■ Activity:
An identical copy of all the entries is the required result.

(Dataset entries)
[Start of Attachment]
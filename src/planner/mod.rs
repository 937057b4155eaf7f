//! The execution planner: run every node reachable from an input, in
//! dependency order, as concurrently as the graph allows.
//!
//! ```text
//!  graph snapshot ──► ExecutionPlan (Kahn order, dependency counts)
//!                          │
//!        ready node ───────┤ prepare: gather inputs, fingerprint
//!                          │   ├─ unchanged + outputs stored ─► Reused
//!                          │   ├─ same work already running ──► Skipped
//!                          │   └─ dispatch ─► spawn_blocking(transform)
//!                          │                        │
//!        dependents ◄──────┴── commit ◄─────────────┘
//!                              (re-read node; discard if removed,
//!                               changed or cancelled)
//! ```
//!
//! ## Why a generation check at commit?
//!
//! The graph stays editable while transforms run: the lock is only taken
//! to read inputs and to write results, never across a transform. A result
//! is therefore written only if the node still exists and its fingerprint
//! (config plus resolved input ids) is the one the work started from.
//! Anything else is stale and dropped without touching the store.
//!
//! ## Why per-node cancellation tokens?
//!
//! Runs may overlap. When a newer run reaches a node whose older version is
//! still in flight, it cancels the old token; the old run then discards
//! whatever the worker returns. Work already on the blocking pool is not
//! interrupted, only ignored.

mod order;
mod report;

pub use report::{NodeOutcome, NodeReport, RunReport};

use self::order::ExecutionPlan;
use crate::codec::PageRenderer;
use crate::config::EngineConfig;
use crate::error::{BoardError, NodeError};
use crate::graph::{Graph, Node, NodeKind, NodeOp, NodeOutput, NodeStatus};
use crate::progress::{ExecutionProgressCallback, NoopProgressCallback};
use crate::store::{FileId, FileStore};
use crate::transform::{self, NodeInput, TransformContext, TransformOutput};
use dashmap::mapref::entry::Entry;
use dashmap::DashMap;
use std::collections::{HashMap, VecDeque};
use std::fmt;
use std::sync::atomic::{AtomicU64, Ordering};
use std::sync::Arc;
use std::time::Instant;
use tokio::sync::{RwLock, Semaphore};
use tokio::task::JoinSet;
use tokio_util::sync::CancellationToken;
use tracing::{debug, info, warn};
[End of Attachment]
■ Written response:
filename src/planner/mod.rs
repository 937057b4155eaf7f
//! The execution planner: run every node reachable from an input, in
//! dependency order, as concurrently as the graph allows.
//!
//! ```text
//!  graph snapshot ──► ExecutionPlan (Kahn order, dependency counts)
//!                          │
//!        ready node ───────┤ prepare: gather inputs, fingerprint
//!                          │   ├─ unchanged + outputs stored ─► Reused
//!                          │   ├─ same work already running ──► Skipped
//!                          │   └─ dispatch ─► spawn_blocking(transform)
//!                          │                        │
//!        dependents ◄──────┴── commit ◄─────────────┘
//!                              (re-read node; discard if removed,
//!                               changed or cancelled)
//! ```
//!
//! ## Why a generation check at commit?
//!
//! The graph stays editable while transforms run: the lock is only taken
//! to read inputs and to write results, never across a transform. A result
//! is therefore written only if the node still exists and its fingerprint
//! (config plus resolved input ids) is the one the work started from.
//! Anything else is stale and dropped without touching the store.
//!
//! ## Why per-node cancellation tokens?
//!
//! Runs may overlap. When a newer run reaches a node whose older version is
//! still in flight, it cancels the old token; the old run then discards
//! whatever the worker returns. Work already on the blocking pool is not
//! interrupted, only ignored.

mod order;
mod report;

pub use report::{NodeOutcome, NodeReport, RunReport};

use self::order::ExecutionPlan;
use crate::codec::PageRenderer;
use crate::config::EngineConfig;
use crate::error::{BoardError, NodeError};
use crate::graph::{Graph, Node, NodeKind, NodeOp, NodeOutput, NodeStatus};
use crate::progress::{ExecutionProgressCallback, NoopProgressCallback};
use crate::store::{FileId, FileStore};
use crate::transform::{self, NodeInput, TransformContext, TransformOutput};
use dashmap::mapref::entry::Entry;
use dashmap::DashMap;
use std::collections::{HashMap, VecDeque};
use std::fmt;
use std::sync::atomic::{AtomicU64, Ordering};
use std::sync::Arc;
use std::time::Instant;
use tokio::sync::{RwLock, Semaphore};
use tokio::task::JoinSet;
use tokio_util::sync::CancellationToken;
use tracing::{debug, info, warn};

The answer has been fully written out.